The name of the operator can be discussed. The current proposal re-uses "reinit" to avoid introducing new reserved words.
Key points:
- Associated with state, not measurement variable.
- Allows general expressions, not only variables.
- Unconditional.
- Only clocked.
- Few corner cases.
- Easy to recognize for humans and tools.
- Straightforward to implement. Adapting the existing prototype to the new syntax was straightforward.
- The special binding equation is ignored for equation counting.
Remaining:
- Decide if the way to go. Proposal: Yes
- Name of operator (measurement, reinit, ...). Proposal: reinit
- Must the partition have a discretization method? Proposal: No
- Write specification text (a few paragraphs)

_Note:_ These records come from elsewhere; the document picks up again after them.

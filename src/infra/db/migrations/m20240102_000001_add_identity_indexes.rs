//! Migration: Partial unique indexes backing the identity invariants.
//!
//! Uniqueness of external ids, case-folded usernames and the email of
//! accounts without an external identity is enforced here; application
//! pre-checks only avoid the round trip.

use sea_orm_migration::prelude::*;

/// Index names are matched when translating unique violations.
pub const USERNAME_INDEX: &str = "uq_users_username_lower";
pub const EXTERNAL_ID_INDEX: &str = "uq_users_external_id";
pub const LOCAL_EMAIL_INDEX: &str = "uq_users_local_email";

#[derive(DeriveMigrationName)]
pub struct Migration;

#[async_trait::async_trait]
impl MigrationTrait for Migration {
    async fn up(&self, manager: &SchemaManager) -> Result<(), DbErr> {
        let db = manager.get_connection();

        db.execute_unprepared(&format!(
            "CREATE UNIQUE INDEX IF NOT EXISTS {} ON users (external_id) \
             WHERE external_id IS NOT NULL",
            EXTERNAL_ID_INDEX
        ))
        .await?;

        db.execute_unprepared(&format!(
            "CREATE UNIQUE INDEX IF NOT EXISTS {} ON users (LOWER(username)) \
             WHERE username IS NOT NULL AND username <> ''",
            USERNAME_INDEX
        ))
        .await?;

        // Emails are stored lower-cased
        db.execute_unprepared(&format!(
            "CREATE UNIQUE INDEX IF NOT EXISTS {} ON users (email) \
             WHERE external_id IS NULL",
            LOCAL_EMAIL_INDEX
        ))
        .await?;

        Ok(())
    }

    async fn down(&self, manager: &SchemaManager) -> Result<(), DbErr> {
        let db = manager.get_connection();

        db.execute_unprepared(&format!("DROP INDEX IF EXISTS {}", LOCAL_EMAIL_INDEX))
            .await?;
        db.execute_unprepared(&format!("DROP INDEX IF EXISTS {}", USERNAME_INDEX))
            .await?;
        db.execute_unprepared(&format!("DROP INDEX IF EXISTS {}", EXTERNAL_ID_INDEX))
            .await?;

        Ok(())
    }
}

The reason the partition doesn't need a discretization method is that if we use reinit for all states there is nothing to integrate with the discretization method making it a meaingless choice. Obviously it is possible to specify a discretization method even if not used. However, if the intent is to require that all states are measured the proposed semantics allow a check for that.
The operator is only legal in a "Clocked Discretized Continuous-Time Partition", but the original semantics was unclear
Thus we present an alternative below,
The operator is only legal in a "Clocked Discretized Continuous-Time Partition", and means that 'x' is first seen as a state, but after index reduction x is no longer a state and x=xs replaces the integration of der(x)
The meaning is that
- StateSelect.always is defined for variable x.
- It is treated as a state during the usual index reduction and state selection.
- Afterwards x is deselected as state and the equation x = xs is added. Its derivative is set as a dummy derivative.
This is not ideal as it uses words like "treated as", and variables are changed from being states to non-states.
The operator is only legal in a "Clocked Discretized Continuous-Time Partition", and only as the entire declaration equation for a variable. The variable must be a scalar or array variable that is a subtype of Real.
The meaning of Real x=reinit(xs); is that
- StateSelect.always is set for the variable x.
- Therefore it is a state and thus participate in the usual index reduction and state selection.
- During discretization the state is equal to the new value xs during the entire step, instead of using the discretization method https://specification.modelica.org/master/synchronous-language-elements.html#solver-methods
- This declaration equation is ignored for the equation count.
This makes it clear that the variable is an actual state, just integrated differently.
Note that even if the proposed syntax reuses the reinit
keyword, it avoids the problems with the alternative reinit(x, xs)
proposal.
Step (3) requires that it is a state (guaranteed by (1)), and that it is a continuous variable in a "Clocked Discretized Continuous-Time Partition", as stated at the start.
Will depend on exact syntax. In the proposed alternative it will depend on the measurement keyword; using "reinit" it is fully backwards compatible.
Both the preliminary variant with annotation and proposed alternative have been implemented in Dymola.
The implementation effort was small and it works; both variants give the same results.
However, as noted in the paper the procedure for using it is still slightly messy.
- Attempt to translate the model
- For each input add appropriate number of integrators and the state-update-component
- Have parameters for those integrators etc. That could be automated in tools.
(Note: The reinit-variant in Dymola 2022 and earlier requires that the argument to reinit must be declared before reinit, that was corrected in Dymola 2022x.)
The package TestSettingStates contain a trivial example showing how the model is supposed to be handled, with relevant details, and the previously constructed test-case.
At best of my knowledge no patents would be required for implementation of this proposal.